I'll tell you one other thing; I use a vector theory approach to dance, which is that dancing in space is directed energy in space. And any point on your body can be directed energy. And the laws of physics say that energy travels in a straight line, so you can't curve. Everything is about force and interrupted force or restrictions on that force. I think that really is tantamount to human intention. What do I do? I walk there to do something. I pick something up, I look over. It’s all about directing energy somewhere.

Women choreographers are still unrepresented in ballet and modern dance. Do you feel that this has changed in the last 10 years? How does CounterPointe think about shifting this narrative?

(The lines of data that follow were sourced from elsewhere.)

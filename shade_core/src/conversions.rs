//! `From` implementations bridging `shade_config` types to `shade_core` types.
//!
//! Millisecond fields in the TOML schema become `Duration`s here, so nothing
//! downstream of the config loader deals in raw integers.

use crate::calibration::Anchor;
use crate::config::{BatchCfg, EngineCfg, EstimatorCfg, PollingCfg};
use std::time::Duration;

// ── BatchCfg ─────────────────────────────────────────────────────────────────

impl From<&shade_config::BatchCfg> for BatchCfg {
    fn from(c: &shade_config::BatchCfg) -> Self {
        Self {
            window: Duration::from_millis(c.window_ms),
            max_items: c.max_items,
        }
    }
}

// ── PollingCfg ───────────────────────────────────────────────────────────────

impl From<&shade_config::PollingCfg> for PollingCfg {
    fn from(c: &shade_config::PollingCfg) -> Self {
        Self {
            idle: Duration::from_millis(c.idle_ms),
            boost: Duration::from_millis(c.boost_ms),
            boost_window: Duration::from_millis(c.boost_window_ms),
        }
    }
}

// ── EstimatorCfg ─────────────────────────────────────────────────────────────

impl From<&shade_config::PredictorCfg> for EstimatorCfg {
    fn from(c: &shade_config::PredictorCfg) -> Self {
        Self {
            latency_alpha: c.latency_alpha,
            initial_latency: Duration::from_millis(c.initial_latency_ms),
            max_latency: Duration::from_millis(c.max_latency_ms),
            forgetting: c.forgetting,
            initial_covariance: c.initial_covariance,
        }
    }
}

// ── EngineCfg ────────────────────────────────────────────────────────────────

impl From<&shade_config::Config> for EngineCfg {
    fn from(c: &shade_config::Config) -> Self {
        Self {
            batch: (&c.batch).into(),
            polling: (&c.polling).into(),
            estimator: (&c.predictor).into(),
            history: c.diagnostics.history,
        }
    }
}

// ── Anchors ──────────────────────────────────────────────────────────────────

impl TryFrom<&shade_config::AnchorRow> for Anchor {
    type Error = crate::error::CalibrationError;

    /// Range-checks a single row; reported index is 0.
    fn try_from(row: &shade_config::AnchorRow) -> Result<Self, Self::Error> {
        crate::calibration::anchors_from_pairs([(row.percent, row.raw)])?
            .pop()
            .ok_or(crate::error::CalibrationError::TooFewAnchors { count: 0 })
    }
}
//! Boundary types shared between the shade engine and the outside world.
//!
//! Everything the engine consumes from a controller (telemetry samples, write
//! outcomes) and the clock it runs on is defined here so that transports and
//! simulators do not depend on the engine crate.
pub mod clock;

pub use clock::{Clock, ManualClock, MonotonicClock};

use std::collections::HashMap;
use std::fmt;
use std::time::Instant;

/// Error type used at controller boundaries.
pub type BoxError = Box<dyn std::error::Error + Send + Sync>;

/// Highest raw position a controller reports.
pub const RAW_MAX: u16 = u16::MAX;

/// Controller-assigned shade identity.
#[derive(Debug, Clone, PartialEq, Eq, PartialOrd, Ord, Hash)]
pub struct ShadeId(String);

impl ShadeId {
    pub fn new(id: impl Into<String>) -> Self {
        Self(id.into())
    }

    pub fn as_str(&self) -> &str {
        &self.0
    }
}

impl fmt::Display for ShadeId {
    fn fmt(&self, f: &mut fmt::Formatter<'_>) -> fmt::Result {
        f.write_str(&self.0)
    }
}

impl From<&str> for ShadeId {
    fn from(s: &str) -> Self {
        Self(s.to_string())
    }
}

impl From<String> for ShadeId {
    fn from(s: String) -> Self {
        Self(s)
    }
}

impl AsRef<str> for ShadeId {
    fn as_ref(&self) -> &str {
        &self.0
    }
}

#[derive(Debug, Clone, Copy, PartialEq, Eq)]
pub enum ConnectionStatus {
    Connected,
    Disconnected,
}

impl ConnectionStatus {
    pub fn is_connected(self) -> bool {
        matches!(self, ConnectionStatus::Connected)
    }
}

/// One shade as reported by a telemetry poll.
#[derive(Debug, Clone)]
pub struct ShadeSample {
    pub id: ShadeId,
    /// Display name, when the controller reports one.
    pub name: Option<String>,
    /// Raw position; `None` when the controller has no reading for the shade.
    pub raw: Option<u16>,
    pub status: ConnectionStatus,
    pub timestamp: Instant,
}

/// Per-shade result of a batched write.
#[derive(Debug, Clone, PartialEq, Eq)]
pub enum WriteOutcome {
    Success,
    Failed(String),
}

impl WriteOutcome {
    pub fn is_success(&self) -> bool {
        matches!(self, WriteOutcome::Success)
    }
}

/// Remote controller exposing position get/set only.
///
/// Implementations are shared between the poller and the batch worker
/// threads, so both calls take `&self`. Each call is expected to enforce its
/// own request timeout and report it as an error.
pub trait ShadeController: Send + Sync {
    /// Identity used in logs and diagnostics.
    fn controller_id(&self) -> &str;

    fn get_shade_states(&self) -> Result<Vec<ShadeSample>, BoxError>;

    /// Write raw targets. Callers never pass more than 16 entries.
    fn set_shade_states(
        &self,
        targets: &[(ShadeId, u16)],
    ) -> Result<HashMap<ShadeId, WriteOutcome>, BoxError>;
}

impl<T: ShadeController + ?Sized> ShadeController for std::sync::Arc<T> {
    fn controller_id(&self) -> &str {
        (**self).controller_id()
    }

    fn get_shade_states(&self) -> Result<Vec<ShadeSample>, BoxError> {
        (**self).get_shade_states()
    }

    fn set_shade_states(
        &self,
        targets: &[(ShadeId, u16)],
    ) -> Result<HashMap<ShadeId, WriteOutcome>, BoxError> {
        (**self).set_shade_states(targets)
    }
}
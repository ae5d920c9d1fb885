#![no_main]
use libfuzzer_sys::fuzz_target;

fuzz_target!(|data: &str| {
    // Parse and validation errors are fine; panics are not.
    let Ok(cfg) = toml::from_str::<shade_config::Config>(data) else {
        return;
    };
    if cfg.validate().is_ok() {
        // Curve rules and group conflicts are checked when settings are built.
        let _ = shade_core::Settings::from_config(&cfg);
    }
});
//! Write coalescing through the public engine API.
//!
//! Verifies that:
//! - Commands issued within one window share a single controller write
//! - A later command for the same shade replaces the earlier target
//! - The 16-shade cap splits larger bursts
//! - Per-shade failures surface on the right receipts

use shade_core::mocks::RecordingController;
use shade_core::{Command, FlushOutcome, ShadeEngine, ShadeError, ShadeWriteStatus};
use shade_traits::ShadeId;
use std::sync::Arc;
use std::time::Duration;

const WAIT: Duration = Duration::from_secs(2);

fn controller_with(count: usize) -> Arc<RecordingController> {
    let ctrl = Arc::new(RecordingController::new("hub"));
    for i in 0..count {
        ctrl.set_shade(&format!("s{i}"), Some(0));
    }
    ctrl
}

fn engine(ctrl: &Arc<RecordingController>) -> ShadeEngine {
    let engine = ShadeEngine::builder()
        .with_shared_controller(Arc::clone(ctrl) as Arc<dyn shade_traits::ShadeController>)
        .build()
        .unwrap();
    engine.poll_once().unwrap();
    engine
}

fn id(i: usize) -> ShadeId {
    ShadeId::from(format!("s{i}"))
}

#[test]
fn commands_in_one_window_share_a_write() {
    let ctrl = controller_with(8);
    let engine = engine(&ctrl);

    let receipts: Vec<_> = (0..8)
        .map(|i| engine.apply_command(&id(i), Command::SetPercent(50.0)).unwrap())
        .collect();
    for r in &receipts {
        r.wait(WAIT).unwrap();
    }

    let writes = ctrl.writes();
    assert_eq!(writes.len(), 1, "expected one coalesced write, got {writes:?}");
    assert_eq!(writes[0].len(), 8);
    assert!(writes[0].iter().all(|(_, raw)| *raw == 32_768));
}

#[test]
fn later_command_replaces_queued_target() {
    let ctrl = controller_with(1);
    let engine = engine(&ctrl);

    let first = engine.apply_command(&id(0), Command::SetPercent(20.0)).unwrap();
    let second = engine.apply_command(&id(0), Command::SetPercent(80.0)).unwrap();
    first.wait(WAIT).unwrap();
    second.wait(WAIT).unwrap();

    assert_eq!(ctrl.writes(), vec![vec![(id(0), 52_428)]]);
    assert_eq!(engine.shade(&id(0)).unwrap().commanded_raw, Some(52_428));
}

#[test]
fn open_and_close_hit_the_curve_ends() {
    let ctrl = controller_with(2);
    let engine = engine(&ctrl);

    let open = engine.apply_command(&id(0), Command::Open).unwrap();
    let close = engine.apply_command(&id(1), Command::Close).unwrap();
    open.wait(WAIT).unwrap();
    close.wait(WAIT).unwrap();

    let write = &ctrl.writes()[0];
    assert!(write.contains(&(id(0), u16::MAX)));
    assert!(write.contains(&(id(1), 0)));
}

#[test]
fn twenty_shades_split_at_the_cap() {
    let ctrl = controller_with(20);
    let engine = engine(&ctrl);

    let receipts: Vec<_> = (0..20)
        .map(|i| engine.apply_command(&id(i), Command::Open).unwrap())
        .collect();
    for r in &receipts {
        r.wait(WAIT).unwrap();
    }

    let sizes: Vec<usize> = ctrl.writes().iter().map(Vec::len).collect();
    assert_eq!(sizes, vec![16, 4]);

    let snapshot = engine.diagnostics_snapshot();
    let triggers: Vec<&str> = snapshot
        .recent_batch_events
        .iter()
        .map(|e| e.trigger)
        .collect();
    assert_eq!(triggers, vec!["cap", "deadline"]);
}

#[test]
fn rejected_shade_fails_only_its_own_receipt() {
    let ctrl = controller_with(2);
    ctrl.reject("s1", "motor fault");
    let engine = engine(&ctrl);

    let ok = engine.apply_command(&id(0), Command::Open).unwrap();
    let bad = engine.apply_command(&id(1), Command::Open).unwrap();

    assert_eq!(ok.wait(WAIT), Ok(()));
    assert_eq!(
        bad.wait(WAIT),
        Err(ShadeError::AllFailed {
            reason: "motor fault".into()
        })
    );
    assert!(engine.shade(&id(1)).unwrap().write_failed);
    assert!(!engine.shade(&id(0)).unwrap().write_failed);
}

#[test]
fn shade_missing_from_response_counts_as_failed() {
    let ctrl = controller_with(2);
    ctrl.omit_from_response("s1");
    let engine = engine(&ctrl);

    let a = engine.apply_command(&id(0), Command::Close).unwrap();
    let b = engine.apply_command(&id(1), Command::Close).unwrap();
    a.wait(WAIT).unwrap();
    assert_eq!(
        b.tickets()[0].wait(WAIT).unwrap(),
        ShadeWriteStatus::Failed("no result reported".into())
    );
}

#[test]
fn whole_write_failure_fails_every_receipt() {
    let ctrl = controller_with(3);
    ctrl.fail_writes(Some("http 503"));
    let engine = engine(&ctrl);

    let receipts: Vec<_> = (0..3)
        .map(|i| engine.apply_command(&id(i), Command::Open).unwrap())
        .collect();
    for r in &receipts {
        let err = r.wait(WAIT).unwrap_err();
        assert!(
            matches!(&err, ShadeError::AllFailed { reason } if reason.contains("http 503")),
            "unexpected error {err:?}"
        );
    }

    let events = engine.diagnostics_snapshot().recent_batch_events;
    assert_eq!(events.len(), 1);
    assert_eq!(events[0].outcome, "all_failed");
    assert_eq!(events[0].items, 3);
}

#[test]
fn write_failure_clears_after_next_success() {
    let ctrl = controller_with(1);
    ctrl.fail_writes(Some("http 500"));
    let engine = engine(&ctrl);

    let _ = engine.apply_command(&id(0), Command::Open).unwrap().wait(WAIT);
    assert!(engine.shade(&id(0)).unwrap().write_failed);

    ctrl.fail_writes(None);
    engine.apply_command(&id(0), Command::Open).unwrap().wait(WAIT).unwrap();
    assert!(!engine.shade(&id(0)).unwrap().write_failed);
}

#[test]
fn unknown_shade_is_rejected_before_queueing() {
    let ctrl = controller_with(1);
    let engine = engine(&ctrl);
    let err = engine
        .apply_command(&ShadeId::from("ghost"), Command::Open)
        .unwrap_err();
    assert_eq!(err, ShadeError::UnknownShade("ghost".into()));
    std::thread::sleep(Duration::from_millis(150));
    assert!(ctrl.writes().is_empty());
}

#[test]
fn flush_outcome_reports_partial_failure() {
    let outcome = FlushOutcome::PartialFailure {
        failed: vec!["s1".into()],
    };
    assert!(outcome.any_succeeded());
    assert!(!FlushOutcome::AllFailed { reason: "x".into() }.any_succeeded());
}
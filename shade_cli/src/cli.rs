//! CLI argument definitions and shared statics.

use clap::{ArgAction, Parser, Subcommand};
use std::path::PathBuf;
use std::sync::OnceLock;

pub static FILE_GUARD: OnceLock<tracing_appender::non_blocking::WorkerGuard> = OnceLock::new();
/// Whether the user asked for JSON output (controls structured error output).
pub static JSON_MODE: OnceLock<bool> = OnceLock::new();

#[derive(Parser, Debug)]
#[command(name = "shadectl", version, about = "Shade control CLI")]
pub struct Cli {
    /// Path to config TOML (typed)
    #[arg(long, value_name = "FILE", default_value = "etc/shade_config.toml")]
    pub config: PathBuf,

    /// Log as JSON lines instead of pretty
    #[arg(long, action = ArgAction::SetTrue)]
    pub json: bool,

    /// Console log level (error|warn|info|debug|trace)
    #[arg(long = "log-level", value_name = "LEVEL", default_value = "info")]
    pub log_level: String,

    /// Command to execute
    #[command(subcommand)]
    pub cmd: Commands,
}

#[derive(Subcommand, Debug)]
pub enum Commands {
    /// Drive the simulated shades from a command script
    Run {
        /// Script file; reads stdin when omitted
        #[arg(long, value_name = "FILE")]
        script: Option<PathBuf>,
        /// Start the background poller (otherwise `poll` lines drive polling)
        #[arg(long, action = ArgAction::SetTrue)]
        poll: bool,
    },
    /// Load and validate the config, including calibrations and groups
    CheckConfig,
    /// Validate a calibration CSV and print its percent/raw table
    Calibration {
        /// CSV with headers `percent,raw`
        #[arg(long, value_name = "FILE")]
        csv: PathBuf,
        /// Evaluate the curve with the percent axis inverted
        #[arg(long, action = ArgAction::SetTrue)]
        invert: bool,
    },
    /// Poll the simulated controller once and print diagnostics as JSON
    Diagnostics,
}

There may be more confidence and risk taking. I don't like to think of myself as an activist and I don't want CounterPointe to be a place where the political messages outweigh the creative process. I'm not sure that Counterpointe is really capable of shifting anything, but there's extreme value to me in being a place where women can make work and be creative and maybe feel a little less risk because the environment is not so competitive. And that sounds like I'm diminishing it, but I don't mean that. It’s just that not so produced, so tied up in a bow.
What advice would you give to an aspiring female choreographer who wanted to carve out her own creative space in this world?
It's a hard road. Ultimately you have to make work for you. Don't try to be famous. Just make the work you want to make. Do it often. Try to find a group of people who want to work with you. That will help keep you motivated because there is a feedback process.
Don't be afraid of making small works or making big works. Let your artistic vision guide you and really try to cut out the noise. There's a lot of noise. Look at the opportunities, get your applications out there, but just use your own voice and your own creative impulse.